--- Work request ---
Each entry that follows must be output without any deviation.

--- Provided data ---

Segment Open

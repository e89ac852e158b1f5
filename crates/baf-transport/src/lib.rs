//! HTTP transport for the fuzzing engine.
//!
//! [`HttpApiClient`] implements [`baf_core::ApiClient`] on top of a blocking
//! `ureq` agent. Every HTTP response, 2xx or not, is returned as an
//! [`ApiResponse`]; only transport failures surface as errors.

mod http;

pub use http::HttpApiClient;

pub use baf_core::{ApiClient, ApiResponse};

Segment Closed

--- Task output ---
repository e89ac852e158b1f5
filename crates/baf-transport/src/lib.rs
//! HTTP transport for the fuzzing engine.
//!
//! [`HttpApiClient`] implements [`baf_core::ApiClient`] on top of a blocking
//! `ureq` agent. Every HTTP response, 2xx or not, is returned as an
//! [`ApiResponse`]; only transport failures surface as errors.

mod http;

pub use http::HttpApiClient;

pub use baf_core::{ApiClient, ApiResponse};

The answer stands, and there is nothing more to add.